Thereafter, the program was able to bring in biopharmaceutical partners and other organizations to fund studies in dogs.

Rescued dog with tripedalism in public park
Treatment for osteosarcoma in dogs generally involves amputation and chemotherapy, but most still die of metastasis. The Comparative Oncology Program at the National Institutes of Health worked with the Morris Animal Foundation on a trial evaluating a vaccine for osteosarcoma in dogs. The same vaccine platform is now being used in clinical trials in children.

That particular treatment has moved on to clinical trials in humans. Other treatments developed via the program also are being used in clinical trials in humans but are not yet approved.

“You have to show that the drug is doing what you intend it to do as a means to keep the ball rolling, and that’s when the dog trials are important and necessary,” Dr. Khanna said.

The research findings of comparative oncology studies have created new knowledge that enabled the development of drugs on the veterinary side, he said.

Dr. Khanna said there is “a generation of young veterinary oncologists who have grown up believing that it’s just a given that the National Cancer Institute endorses their field of research by having a comparative oncology program,” and this generation is aspiring to greater things.

He added that the growth of the field has resulted in human-centric research organizations building internal resources to facilitate comparative oncology. Dr. Khanna chairs the Strategic Advisory Board for the Osteosarcoma Institute, which is funding osteosarcoma research in dogs.

Currently, Dr. Khanna is president of Ethos Discovery, a nonprofit incubator of scientific innovation, and chief science officer of Ethos Veterinary Health, a national veterinary company focused on emergency and specialty veterinary medicine. He said the work of Ethos Discovery is a natural expansion of the work in comparative oncology into other complex medical problems in pets and people, continuing to include cancer.

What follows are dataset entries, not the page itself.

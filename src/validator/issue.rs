//! Validation findings

use std::fmt;

use serde::Serialize;
use thiserror::Error;

use crate::error::PlaceholderError;

/// Category of a validation error
#[derive(Debug, Clone, Copy, PartialEq, Eq, Hash, Serialize)]
#[serde(rename_all = "camelCase")]
pub enum ErrorKind {
    Schema,
    Constraint,
    Permission,
    FieldType,
    PlaceholderSyntax,
}

impl fmt::Display for ErrorKind {
    fn fmt(&self, f: &mut fmt::Formatter<'_>) -> fmt::Result {
        match self {
            ErrorKind::Schema => write!(f, "schema"),
            ErrorKind::Constraint => write!(f, "constraint"),
            ErrorKind::Permission => write!(f, "permission"),
            ErrorKind::FieldType => write!(f, "field-type"),
            ErrorKind::PlaceholderSyntax => write!(f, "placeholder-syntax"),
        }
    }
}

/// A reason a document cannot be committed
#[derive(Debug, Clone, PartialEq, Error, Serialize)]
#[serde(tag = "kind", rename_all = "camelCase")]
pub enum ValidationError {
    #[error("{location}: {message}")]
    Schema { location: String, message: String },

    #[error("{section_type}: {message}")]
    Constraint {
        #[serde(rename = "sectionType")]
        section_type: String,
        message: String,
    },

    #[error("{node_id}: {message}")]
    Permission {
        #[serde(rename = "nodeId")]
        node_id: String,
        message: String,
    },

    #[error("{node_id}.{field}: {message}")]
    FieldType {
        #[serde(rename = "nodeId")]
        node_id: String,
        field: String,
        message: String,
    },

    #[error("{node_id} {location}: {message}")]
    PlaceholderSyntax {
        #[serde(rename = "nodeId")]
        node_id: String,
        location: String,
        message: String,
        /// The offending string
        text: String,
        #[serde(skip)]
        error: PlaceholderError,
    },
}

impl ValidationError {
    pub fn schema(location: impl Into<String>, message: impl Into<String>) -> Self {
        Self::Schema {
            location: location.into(),
            message: message.into(),
        }
    }

    pub fn constraint(section_type: impl Into<String>, message: impl Into<String>) -> Self {
        Self::Constraint {
            section_type: section_type.into(),
            message: message.into(),
        }
    }

    pub fn permission(node_id: impl Into<String>, message: impl Into<String>) -> Self {
        Self::Permission {
            node_id: node_id.into(),
            message: message.into(),
        }
    }

    pub fn field_type(
        node_id: impl Into<String>,
        field: impl Into<String>,
        message: impl Into<String>,
    ) -> Self {
        Self::FieldType {
            node_id: node_id.into(),
            field: field.into(),
            message: message.into(),
        }
    }

    pub fn placeholder(
        node_id: impl Into<String>,
        location: impl Into<String>,
        text: impl Into<String>,
        error: PlaceholderError,
    ) -> Self {
        Self::PlaceholderSyntax {
            node_id: node_id.into(),
            location: location.into(),
            message: error.message(),
            text: text.into(),
            error,
        }
    }

    pub fn kind(&self) -> ErrorKind {
        match self {
            Self::Schema { .. } => ErrorKind::Schema,
            Self::Constraint { .. } => ErrorKind::Constraint,
            Self::Permission { .. } => ErrorKind::Permission,
            Self::FieldType { .. } => ErrorKind::FieldType,
            Self::PlaceholderSyntax { .. } => ErrorKind::PlaceholderSyntax,
        }
    }

    pub fn message(&self) -> &str {
        match self {
            Self::Schema { message, .. }
            | Self::Constraint { message, .. }
            | Self::Permission { message, .. }
            | Self::FieldType { message, .. }
            | Self::PlaceholderSyntax { message, .. } => message,
        }
    }

    /// Source report for placeholder errors
    pub fn report(&self) -> Option<String> {
        match self {
            Self::PlaceholderSyntax {
                node_id,
                location,
                text,
                error,
                ..
            } => Some(error.format(text, &format!("{}/{}", node_id, location))),
            _ => None,
        }
    }
}

/// Category of a non-blocking finding
#[derive(Debug, Clone, Copy, PartialEq, Eq, Serialize)]
#[serde(rename_all = "camelCase")]
pub enum WarningCategory {
    UnknownSection,
    Metadata,
    Accessibility,
}

impl fmt::Display for WarningCategory {
    fn fmt(&self, f: &mut fmt::Formatter<'_>) -> fmt::Result {
        match self {
            WarningCategory::UnknownSection => write!(f, "unknown-section"),
            WarningCategory::Metadata => write!(f, "metadata"),
            WarningCategory::Accessibility => write!(f, "accessibility"),
        }
    }
}

/// A finding that does not block a commit
#[derive(Debug, Clone, PartialEq, Serialize)]
#[serde(rename_all = "camelCase")]
pub struct ValidationWarning {
    pub category: WarningCategory,
    #[serde(skip_serializing_if = "Option::is_none")]
    pub node_id: Option<String>,
    pub message: String,
}

impl fmt::Display for ValidationWarning {
    fn fmt(&self, f: &mut fmt::Formatter<'_>) -> fmt::Result {
        write!(f, "[{}] {}", self.category, self.message)
    }
}

/// Everything the validator found
#[derive(Debug, Clone, Default, PartialEq, Serialize)]
pub struct ValidationReport {
    pub valid: bool,
    pub errors: Vec<ValidationError>,
    pub warnings: Vec<ValidationWarning>,
}

impl ValidationReport {
    pub fn new(errors: Vec<ValidationError>, warnings: Vec<ValidationWarning>) -> Self {
        Self {
            valid: errors.is_empty(),
            errors,
            warnings,
        }
    }

    pub fn errors_of(&self, kind: ErrorKind) -> impl Iterator<Item = &ValidationError> {
        self.errors.iter().filter(move |e| e.kind() == kind)
    }

    pub fn has(&self, kind: ErrorKind) -> bool {
        self.errors_of(kind).next().is_some()
    }
}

Despite Dr. Khanna’s many roles, “I would say I’m a clinician first,” he said. With his research, he said, “I don’t want to use dogs, I want to include dogs, so that the dogs and their owners are given the same options for innovation that human cancer patients are given in the form of access to clinical trials.”

The AVMA Animal Health Studies Database connects veterinarians and animal owners with clinical trials for animals, including research relating to cancer in dogs.